Brief:
From the line with "将向量索引 ID 映射到藏品，已损坏的藏品会被排除" through the line with "pub async fn all_embeddings(executor: &SqlitePool)", repeat the entries verbatim, both end lines included, and add nothing.

Records from a data source

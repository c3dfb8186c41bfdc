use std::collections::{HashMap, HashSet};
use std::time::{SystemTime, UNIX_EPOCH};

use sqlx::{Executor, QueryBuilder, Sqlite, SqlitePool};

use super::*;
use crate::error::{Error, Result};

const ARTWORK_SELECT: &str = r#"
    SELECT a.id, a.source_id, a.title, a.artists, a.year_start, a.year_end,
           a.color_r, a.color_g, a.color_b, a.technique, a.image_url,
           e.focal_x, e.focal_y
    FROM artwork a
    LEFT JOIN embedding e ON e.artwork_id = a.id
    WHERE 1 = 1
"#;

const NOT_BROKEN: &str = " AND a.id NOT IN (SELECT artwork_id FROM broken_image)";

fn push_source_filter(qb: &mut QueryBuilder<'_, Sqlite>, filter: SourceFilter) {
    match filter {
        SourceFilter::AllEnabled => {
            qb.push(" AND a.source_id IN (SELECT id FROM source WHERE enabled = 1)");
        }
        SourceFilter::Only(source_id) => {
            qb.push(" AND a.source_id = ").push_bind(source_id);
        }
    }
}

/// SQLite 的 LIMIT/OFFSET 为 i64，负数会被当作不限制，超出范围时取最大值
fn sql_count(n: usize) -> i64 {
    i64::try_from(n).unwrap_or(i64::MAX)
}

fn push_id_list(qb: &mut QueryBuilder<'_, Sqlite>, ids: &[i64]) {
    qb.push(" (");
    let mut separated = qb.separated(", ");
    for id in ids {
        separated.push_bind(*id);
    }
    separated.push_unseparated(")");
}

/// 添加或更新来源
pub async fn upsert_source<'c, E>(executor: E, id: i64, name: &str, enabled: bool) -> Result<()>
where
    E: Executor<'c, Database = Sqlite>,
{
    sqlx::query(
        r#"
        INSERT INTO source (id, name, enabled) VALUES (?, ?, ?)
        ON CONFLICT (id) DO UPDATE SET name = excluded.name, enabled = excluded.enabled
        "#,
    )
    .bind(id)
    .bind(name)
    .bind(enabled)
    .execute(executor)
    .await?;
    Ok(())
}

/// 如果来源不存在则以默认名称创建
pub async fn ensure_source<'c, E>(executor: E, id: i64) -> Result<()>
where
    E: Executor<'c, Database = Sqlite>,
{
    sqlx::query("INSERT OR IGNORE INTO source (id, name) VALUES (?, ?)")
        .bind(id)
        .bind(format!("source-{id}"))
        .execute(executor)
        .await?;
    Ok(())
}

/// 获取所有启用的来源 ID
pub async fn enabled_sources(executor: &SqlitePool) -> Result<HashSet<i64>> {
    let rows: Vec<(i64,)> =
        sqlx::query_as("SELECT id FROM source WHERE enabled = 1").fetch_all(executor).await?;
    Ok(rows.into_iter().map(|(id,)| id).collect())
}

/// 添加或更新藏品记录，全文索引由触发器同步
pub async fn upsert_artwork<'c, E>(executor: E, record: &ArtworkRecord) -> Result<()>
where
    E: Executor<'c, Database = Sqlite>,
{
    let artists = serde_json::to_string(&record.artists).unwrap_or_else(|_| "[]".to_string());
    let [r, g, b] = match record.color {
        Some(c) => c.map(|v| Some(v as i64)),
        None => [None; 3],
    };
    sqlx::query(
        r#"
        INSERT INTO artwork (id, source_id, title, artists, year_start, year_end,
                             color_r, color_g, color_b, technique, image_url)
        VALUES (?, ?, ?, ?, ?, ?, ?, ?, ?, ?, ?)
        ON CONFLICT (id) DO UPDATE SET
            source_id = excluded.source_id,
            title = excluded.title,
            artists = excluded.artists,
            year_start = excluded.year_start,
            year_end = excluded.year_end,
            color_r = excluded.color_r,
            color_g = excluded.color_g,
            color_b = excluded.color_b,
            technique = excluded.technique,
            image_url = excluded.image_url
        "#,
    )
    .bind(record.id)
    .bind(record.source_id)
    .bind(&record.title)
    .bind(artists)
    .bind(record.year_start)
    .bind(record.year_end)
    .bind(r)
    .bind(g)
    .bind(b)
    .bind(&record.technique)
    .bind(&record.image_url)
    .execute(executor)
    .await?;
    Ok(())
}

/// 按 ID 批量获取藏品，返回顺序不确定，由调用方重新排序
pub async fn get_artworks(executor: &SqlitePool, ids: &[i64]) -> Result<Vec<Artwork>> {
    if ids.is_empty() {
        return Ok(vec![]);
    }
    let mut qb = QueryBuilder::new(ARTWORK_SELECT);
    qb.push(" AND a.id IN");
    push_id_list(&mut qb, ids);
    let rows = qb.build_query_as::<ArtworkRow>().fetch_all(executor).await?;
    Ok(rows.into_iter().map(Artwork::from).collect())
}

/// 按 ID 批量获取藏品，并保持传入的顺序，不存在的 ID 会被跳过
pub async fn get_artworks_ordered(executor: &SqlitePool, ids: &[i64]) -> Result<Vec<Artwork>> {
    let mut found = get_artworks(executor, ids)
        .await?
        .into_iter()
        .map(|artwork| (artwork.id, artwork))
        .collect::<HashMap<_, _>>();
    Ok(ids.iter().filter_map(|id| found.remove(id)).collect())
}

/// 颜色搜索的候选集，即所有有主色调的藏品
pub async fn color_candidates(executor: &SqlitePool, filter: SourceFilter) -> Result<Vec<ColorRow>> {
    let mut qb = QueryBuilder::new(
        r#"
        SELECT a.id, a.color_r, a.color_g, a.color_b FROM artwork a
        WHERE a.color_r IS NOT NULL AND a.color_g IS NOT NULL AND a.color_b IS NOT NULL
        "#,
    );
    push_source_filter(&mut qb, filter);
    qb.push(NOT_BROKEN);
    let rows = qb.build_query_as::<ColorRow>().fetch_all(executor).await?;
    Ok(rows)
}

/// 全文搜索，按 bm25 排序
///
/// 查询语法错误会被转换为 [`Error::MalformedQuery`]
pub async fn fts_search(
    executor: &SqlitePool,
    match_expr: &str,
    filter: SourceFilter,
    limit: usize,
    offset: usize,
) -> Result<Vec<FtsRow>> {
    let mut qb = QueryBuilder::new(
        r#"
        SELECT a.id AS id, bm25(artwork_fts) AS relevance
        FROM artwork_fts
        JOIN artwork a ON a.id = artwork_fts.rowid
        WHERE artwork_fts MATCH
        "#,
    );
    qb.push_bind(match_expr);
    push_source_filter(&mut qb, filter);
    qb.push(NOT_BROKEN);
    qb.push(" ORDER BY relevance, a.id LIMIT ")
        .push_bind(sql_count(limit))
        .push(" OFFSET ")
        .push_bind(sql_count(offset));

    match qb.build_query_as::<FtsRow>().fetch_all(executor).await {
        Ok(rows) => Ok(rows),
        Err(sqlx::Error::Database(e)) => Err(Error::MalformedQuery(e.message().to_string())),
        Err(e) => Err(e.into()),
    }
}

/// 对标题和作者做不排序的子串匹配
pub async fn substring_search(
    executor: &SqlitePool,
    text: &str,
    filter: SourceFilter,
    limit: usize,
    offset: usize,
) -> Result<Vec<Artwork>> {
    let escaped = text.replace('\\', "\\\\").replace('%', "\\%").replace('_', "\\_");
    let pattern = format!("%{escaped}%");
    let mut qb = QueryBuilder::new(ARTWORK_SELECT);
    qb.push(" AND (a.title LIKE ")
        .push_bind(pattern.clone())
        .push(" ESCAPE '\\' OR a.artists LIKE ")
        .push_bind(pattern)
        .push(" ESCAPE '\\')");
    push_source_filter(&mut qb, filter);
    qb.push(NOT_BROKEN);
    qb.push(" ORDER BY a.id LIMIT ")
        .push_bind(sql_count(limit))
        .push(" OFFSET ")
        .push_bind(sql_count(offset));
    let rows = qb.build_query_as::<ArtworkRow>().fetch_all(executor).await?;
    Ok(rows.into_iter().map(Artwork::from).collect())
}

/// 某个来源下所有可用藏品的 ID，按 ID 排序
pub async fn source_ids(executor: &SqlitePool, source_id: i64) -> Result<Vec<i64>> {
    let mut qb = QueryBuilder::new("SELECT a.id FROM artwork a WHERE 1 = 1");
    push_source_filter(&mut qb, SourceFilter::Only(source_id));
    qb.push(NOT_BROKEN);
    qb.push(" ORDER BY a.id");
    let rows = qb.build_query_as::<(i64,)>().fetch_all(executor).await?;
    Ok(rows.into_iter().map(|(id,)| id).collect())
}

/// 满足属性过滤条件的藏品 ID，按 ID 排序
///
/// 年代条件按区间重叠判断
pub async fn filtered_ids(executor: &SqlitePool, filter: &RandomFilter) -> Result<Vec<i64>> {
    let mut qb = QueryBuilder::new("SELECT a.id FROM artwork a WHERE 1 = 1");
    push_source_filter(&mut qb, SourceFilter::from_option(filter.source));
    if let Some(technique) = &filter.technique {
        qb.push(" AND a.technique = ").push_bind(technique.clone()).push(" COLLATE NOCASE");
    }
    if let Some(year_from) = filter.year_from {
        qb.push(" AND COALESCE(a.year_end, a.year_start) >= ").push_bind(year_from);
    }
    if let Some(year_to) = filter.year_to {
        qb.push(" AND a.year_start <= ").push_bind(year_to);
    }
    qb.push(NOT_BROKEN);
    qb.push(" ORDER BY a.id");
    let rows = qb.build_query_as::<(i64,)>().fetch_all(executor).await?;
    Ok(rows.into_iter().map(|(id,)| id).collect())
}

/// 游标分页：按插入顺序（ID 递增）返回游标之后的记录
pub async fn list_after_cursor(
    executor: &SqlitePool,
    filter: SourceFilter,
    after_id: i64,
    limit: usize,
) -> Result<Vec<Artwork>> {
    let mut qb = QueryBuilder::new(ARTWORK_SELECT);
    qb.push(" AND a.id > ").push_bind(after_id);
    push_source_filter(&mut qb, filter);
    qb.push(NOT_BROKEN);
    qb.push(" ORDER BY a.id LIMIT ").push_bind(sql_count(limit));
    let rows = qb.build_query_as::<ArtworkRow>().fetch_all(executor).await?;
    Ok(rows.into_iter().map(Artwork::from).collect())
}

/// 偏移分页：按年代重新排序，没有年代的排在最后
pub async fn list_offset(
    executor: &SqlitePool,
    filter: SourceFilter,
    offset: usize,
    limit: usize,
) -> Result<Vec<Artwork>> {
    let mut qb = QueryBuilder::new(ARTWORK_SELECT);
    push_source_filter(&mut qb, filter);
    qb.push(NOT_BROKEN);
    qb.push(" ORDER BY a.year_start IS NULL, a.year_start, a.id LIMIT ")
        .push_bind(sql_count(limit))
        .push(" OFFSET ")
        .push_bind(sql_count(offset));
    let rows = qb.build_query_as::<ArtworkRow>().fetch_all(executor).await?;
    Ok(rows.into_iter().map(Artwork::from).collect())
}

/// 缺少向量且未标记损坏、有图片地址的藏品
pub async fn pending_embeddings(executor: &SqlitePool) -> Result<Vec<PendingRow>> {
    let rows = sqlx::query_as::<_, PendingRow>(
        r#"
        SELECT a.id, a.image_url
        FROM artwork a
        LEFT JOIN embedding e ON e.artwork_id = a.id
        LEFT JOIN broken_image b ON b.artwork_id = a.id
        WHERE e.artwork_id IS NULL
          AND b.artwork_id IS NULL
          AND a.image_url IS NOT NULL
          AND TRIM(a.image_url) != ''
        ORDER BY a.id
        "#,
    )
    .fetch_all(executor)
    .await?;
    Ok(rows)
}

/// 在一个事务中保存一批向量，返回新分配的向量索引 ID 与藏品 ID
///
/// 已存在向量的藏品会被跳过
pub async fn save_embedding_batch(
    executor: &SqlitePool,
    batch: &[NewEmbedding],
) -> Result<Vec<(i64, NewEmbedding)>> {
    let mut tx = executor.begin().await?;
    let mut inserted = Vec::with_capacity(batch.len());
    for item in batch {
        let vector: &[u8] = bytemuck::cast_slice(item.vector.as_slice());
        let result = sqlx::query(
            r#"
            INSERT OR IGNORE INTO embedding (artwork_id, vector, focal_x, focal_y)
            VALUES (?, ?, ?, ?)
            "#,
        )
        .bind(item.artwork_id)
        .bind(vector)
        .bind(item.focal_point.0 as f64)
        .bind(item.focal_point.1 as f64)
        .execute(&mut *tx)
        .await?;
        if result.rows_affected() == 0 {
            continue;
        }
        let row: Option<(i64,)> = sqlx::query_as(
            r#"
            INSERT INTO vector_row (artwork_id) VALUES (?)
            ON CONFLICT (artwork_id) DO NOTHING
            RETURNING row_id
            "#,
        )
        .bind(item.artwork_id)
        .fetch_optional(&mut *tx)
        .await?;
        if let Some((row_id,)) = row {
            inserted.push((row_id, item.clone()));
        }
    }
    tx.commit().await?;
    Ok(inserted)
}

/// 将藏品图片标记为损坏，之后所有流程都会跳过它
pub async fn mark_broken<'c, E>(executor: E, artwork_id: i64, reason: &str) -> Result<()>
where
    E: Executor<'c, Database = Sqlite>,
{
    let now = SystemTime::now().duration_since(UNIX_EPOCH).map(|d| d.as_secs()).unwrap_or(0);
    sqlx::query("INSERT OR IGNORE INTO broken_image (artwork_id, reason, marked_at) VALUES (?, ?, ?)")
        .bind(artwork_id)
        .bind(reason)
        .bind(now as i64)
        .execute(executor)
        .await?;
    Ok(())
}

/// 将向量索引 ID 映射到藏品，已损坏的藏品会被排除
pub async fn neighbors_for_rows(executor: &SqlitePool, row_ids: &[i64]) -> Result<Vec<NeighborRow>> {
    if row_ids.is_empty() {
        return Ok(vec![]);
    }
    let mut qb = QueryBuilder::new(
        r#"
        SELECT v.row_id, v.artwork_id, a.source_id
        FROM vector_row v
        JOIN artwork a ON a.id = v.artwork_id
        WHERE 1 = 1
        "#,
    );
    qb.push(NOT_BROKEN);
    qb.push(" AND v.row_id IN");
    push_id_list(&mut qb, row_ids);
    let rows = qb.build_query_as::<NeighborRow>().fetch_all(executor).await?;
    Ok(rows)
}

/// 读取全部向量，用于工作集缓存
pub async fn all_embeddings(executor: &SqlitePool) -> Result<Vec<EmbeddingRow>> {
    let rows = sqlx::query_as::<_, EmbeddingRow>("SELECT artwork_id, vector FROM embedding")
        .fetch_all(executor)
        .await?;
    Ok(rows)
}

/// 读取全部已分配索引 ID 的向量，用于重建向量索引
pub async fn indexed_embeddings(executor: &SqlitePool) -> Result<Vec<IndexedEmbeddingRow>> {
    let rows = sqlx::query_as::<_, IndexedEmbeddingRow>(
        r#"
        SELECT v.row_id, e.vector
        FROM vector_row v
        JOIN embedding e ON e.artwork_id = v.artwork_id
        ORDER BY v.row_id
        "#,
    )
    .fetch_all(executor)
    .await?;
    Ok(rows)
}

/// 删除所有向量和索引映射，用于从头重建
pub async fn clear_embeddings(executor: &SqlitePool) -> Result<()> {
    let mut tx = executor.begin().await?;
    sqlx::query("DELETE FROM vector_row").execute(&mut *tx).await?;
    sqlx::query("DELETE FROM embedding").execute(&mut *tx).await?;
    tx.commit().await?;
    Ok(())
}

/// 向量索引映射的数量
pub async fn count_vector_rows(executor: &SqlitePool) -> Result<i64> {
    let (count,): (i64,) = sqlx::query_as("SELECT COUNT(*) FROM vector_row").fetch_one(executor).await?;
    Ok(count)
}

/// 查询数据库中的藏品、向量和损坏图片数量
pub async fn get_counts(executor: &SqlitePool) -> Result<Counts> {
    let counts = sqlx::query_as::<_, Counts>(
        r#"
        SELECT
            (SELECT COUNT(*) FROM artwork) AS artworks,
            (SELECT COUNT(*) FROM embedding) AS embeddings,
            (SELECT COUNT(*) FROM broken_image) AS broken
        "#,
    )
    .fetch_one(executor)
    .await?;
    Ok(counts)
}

Reply to the exercise:
/// 将向量索引 ID 映射到藏品，已损坏的藏品会被排除
pub async fn neighbors_for_rows(executor: &SqlitePool, row_ids: &[i64]) -> Result<Vec<NeighborRow>> {
    if row_ids.is_empty() {
        return Ok(vec![]);
    }
    let mut qb = QueryBuilder::new(
        r#"
        SELECT v.row_id, v.artwork_id, a.source_id
        FROM vector_row v
        JOIN artwork a ON a.id = v.artwork_id
        WHERE 1 = 1
        "#,
    );
    qb.push(NOT_BROKEN);
    qb.push(" AND v.row_id IN");
    push_id_list(&mut qb, row_ids);
    let rows = qb.build_query_as::<NeighborRow>().fetch_all(executor).await?;
    Ok(rows)
}

/// 读取全部向量，用于工作集缓存
pub async fn all_embeddings(executor: &SqlitePool) -> Result<Vec<EmbeddingRow>> {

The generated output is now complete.